Syrian women’s groups have limited abilities to combat this opposition or to
effect social or legal change in women’s lives due to the government’s severe
restrictions on freedom of association.
Nondiscrimination and Access to Justice
The Syrian
constitution, ratified in 1973, delineates the same rights, freedoms, and
responsibilities for women as it does for men. Article 45 of the constitution
declares, “The state guarantees women all the opportunities that enable them to
participate fully and effectively in political, social, cultural, and economic
life. The state works to remove the restrictions that prevent women’s
development and their participation in building socialist Arab society.” Yet, no
laws protect women in the event of gender-based discrimination, and no formal
mechanisms exist through which women may complain to the government if they do
encounter discrimination.
The Syrian legal system derives from French civil law,
Turkish law, and Shari’a (Islamic
law). Although the constitution guarantees “full rights and opportunity” for all
citizens, exceptions exist in the nationality code, the personal status code,
and the penal code that do not afford women full and equal status as citizens.
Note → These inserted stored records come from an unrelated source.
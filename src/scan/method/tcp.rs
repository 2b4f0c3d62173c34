use std::{
    io,
    net::{SocketAddr, TcpStream},
    thread,
    time::Duration,
};

use crate::scan::{Executor, PortState};

const MAX_BACKOFF: Duration = Duration::from_secs(10);
const BACKOFF_CAP_FACTOR: u32 = 8;

/// How long to keep retrying a port while the process is out of file
/// descriptors.
#[derive(Debug, Clone, Copy, PartialEq, Eq)]
pub struct RetryPolicy {
    retries: u32,
}

impl Default for RetryPolicy {
    fn default() -> Self {
        Self::new(Self::DEFAULT_RETRIES)
    }
}

impl RetryPolicy {
    pub const DEFAULT_RETRIES: u32 = 8;

    pub fn new(retries: u32) -> Self {
        Self { retries }
    }

    /// Delay before retry number `attempt` (starting at zero): one timeout
    /// interval, doubled per attempt, capped at eight intervals or
    /// [`MAX_BACKOFF`], whichever is lower.
    pub fn backoff(&self, attempt: u32, timeout: Duration) -> Duration {
        let cap = timeout
            .saturating_mul(BACKOFF_CAP_FACTOR)
            .min(MAX_BACKOFF)
            .max(timeout);

        timeout
            .saturating_mul(2u32.saturating_pow(attempt))
            .min(cap)
    }

    // Up to a quarter is shaved off so parked probes don't wake in lockstep.
    fn jittered(&self, attempt: u32, timeout: Duration) -> Duration {
        let delay = self.backoff(attempt, timeout);
        delay - (delay / 4).mul_f64(rand::random::<f64>())
    }

    pub(crate) fn run<F>(&self, addr: &SocketAddr, timeout: Duration, mut connect: F) -> PortState
    where
        F: FnMut(&SocketAddr, Duration) -> io::Result<()>,
    {
        let mut attempt = 0;

        loop {
            let error = match connect(addr, timeout) {
                Ok(()) => return PortState::Open,
                Err(e) => e,
            };

            if !is_exhaustion(&error) {
                return PortState::Closed;
            }

            if attempt >= self.retries {
                log::warn!(
                    "Giving up on `{}` after {} retries: {}",
                    addr,
                    self.retries,
                    error
                );
                return PortState::Exhausted;
            }

            let delay = self.jittered(attempt, timeout);
            log::debug!(
                "Out of descriptors probing `{}`, retrying in {:.3}s",
                addr,
                delay.as_secs_f32()
            );

            thread::sleep(delay);
            attempt += 1;
        }
    }
}

fn is_exhaustion(error: &io::Error) -> bool {
    matches!(error.raw_os_error(), Some(libc::EMFILE) | Some(libc::ENFILE))
}

#[derive(Debug, Default)]
pub struct TcpScan {
    policy: RetryPolicy,
}

impl TcpScan {
    pub fn new(policy: RetryPolicy) -> Self {
        Self { policy }
    }
}

impl Executor for TcpScan {
    fn scan(&self, addr: &SocketAddr, timeout: Duration) -> PortState {
        // The stream is dropped right away; the handshake is the answer.
        self.policy.run(addr, timeout, |addr, timeout| {
            TcpStream::connect_timeout(addr, timeout).map(drop)
        })
    }
}

#[cfg(test)]
mod tests {
    use std::net::{Ipv4Addr, TcpListener};

    use super::*;

    const TICK: Duration = Duration::from_millis(1);

    fn loopback(port: u16) -> SocketAddr {
        SocketAddr::new(Ipv4Addr::LOCALHOST.into(), port)
    }

    fn exhausted() -> io::Error {
        io::Error::from_raw_os_error(libc::EMFILE)
    }

    #[test]
    fn backoff_doubles_up_to_cap() {
        let policy = RetryPolicy::default();
        let timeout = Duration::from_millis(500);

        assert_eq!(policy.backoff(0, timeout), Duration::from_millis(500));
        assert_eq!(policy.backoff(1, timeout), Duration::from_secs(1));
        assert_eq!(policy.backoff(2, timeout), Duration::from_secs(2));
        assert_eq!(policy.backoff(3, timeout), Duration::from_secs(4));
        assert_eq!(policy.backoff(4, timeout), Duration::from_secs(4));
        assert_eq!(policy.backoff(60, timeout), Duration::from_secs(4));

        let slow = Duration::from_secs(3);
        assert_eq!(policy.backoff(5, slow), MAX_BACKOFF);
    }

    #[test]
    fn jitter_stays_within_a_quarter() {
        let policy = RetryPolicy::default();
        let timeout = Duration::from_millis(400);

        for attempt in 0..6 {
            let base = policy.backoff(attempt, timeout);
            let delay = policy.jittered(attempt, timeout);
            assert!(delay <= base);
            assert!(delay >= base - base / 4);
        }
    }

    #[test]
    fn exhaustion_is_retried_then_succeeds() {
        let mut calls = 0;
        let state = RetryPolicy::new(5).run(&loopback(80), TICK, |_, _| {
            calls += 1;
            if calls < 3 {
                Err(exhausted())
            } else {
                Ok(())
            }
        });

        assert_eq!(state, PortState::Open);
        assert_eq!(calls, 3);
    }

    #[test]
    fn exhaustion_gives_up_after_ceiling() {
        let mut calls = 0;
        let state = RetryPolicy::new(3).run(&loopback(80), TICK, |_, _| {
            calls += 1;
            Err(io::Error::from_raw_os_error(libc::ENFILE))
        });

        assert_eq!(state, PortState::Exhausted);
        assert_eq!(calls, 4);
    }

    #[test]
    fn other_failures_are_closed_without_retry() {
        for kind in [
            io::ErrorKind::ConnectionRefused,
            io::ErrorKind::TimedOut,
            io::ErrorKind::Other,
        ] {
            let mut calls = 0;
            let state = RetryPolicy::default().run(&loopback(80), TICK, |_, _| {
                calls += 1;
                Err(io::Error::from(kind))
            });

            assert_eq!(state, PortState::Closed);
            assert_eq!(calls, 1);
        }
    }

    #[test]
    fn listener_is_open() {
        let listener = TcpListener::bind(loopback(0)).unwrap();
        let addr = listener.local_addr().unwrap();

        let state = TcpScan::default().scan(&addr, Duration::from_millis(500));
        assert_eq!(state, PortState::Open);
    }

    #[test]
    fn released_port_is_closed() {
        let addr = TcpListener::bind(loopback(0))
            .unwrap()
            .local_addr()
            .unwrap();

        let state = TcpScan::default().scan(&addr, Duration::from_millis(500));
        assert_eq!(state, PortState::Closed);
    }
}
The personal status code, the body of laws regulating family relationships and
inheritance, makes women legal dependents of their fathers or husbands and
denies women status as full legal adults in matters of marriage, child custody,
and divorce.
The nationality code of 1969 prevents a woman from
passing Syrian citizenship to her non-Syrian husband or to her children, a right
that is enjoyed by Syrian men.[vi] Furthermore, in 1962, about 120,000 Kurds were stripped
of their Syrian nationality. Along with their descendants, these Kurds remain
stateless, a total of 275,000 to 290,000 people, unable to obtain a passport or,
in many cases, any official identification documents.[vii] This
serves to disrupt numerous daily-life activities for both Kurdish men and
Kurdish women, such as the ability to travel, own property, attend school, and
obtain employment.
The Syrian judiciary is divided into secular and
religious courts and is constitutionally independent from the executive branch.
The secular courts are under the jurisdiction of the ministry of justice and
hear both civil and criminal cases. Separate religious courts serve different
religious groups concerning matters of personal status, family, and inheritance.
While spiritual courts handle marriage, divorce, and custody cases for Druze and
non-Muslims, the Shari’a court administers all other family law cases for Syrian
citizens.
In addition to these courts, two additional court systems
were created under emergency laws: the Supreme State Security Court, which hears
cases involving threats to political and national security, and the Economic
Security Court, which hears cases involving financial crimes. Neither male nor
female citizens prosecuted within this system enjoy constitutionally guaranteed
rights to a fair trial. Human rights organizations estimate that the Syrian
government is currently holding between 800 and 4,000 political prisoners, many
of whom were tried in the security courts.[viii]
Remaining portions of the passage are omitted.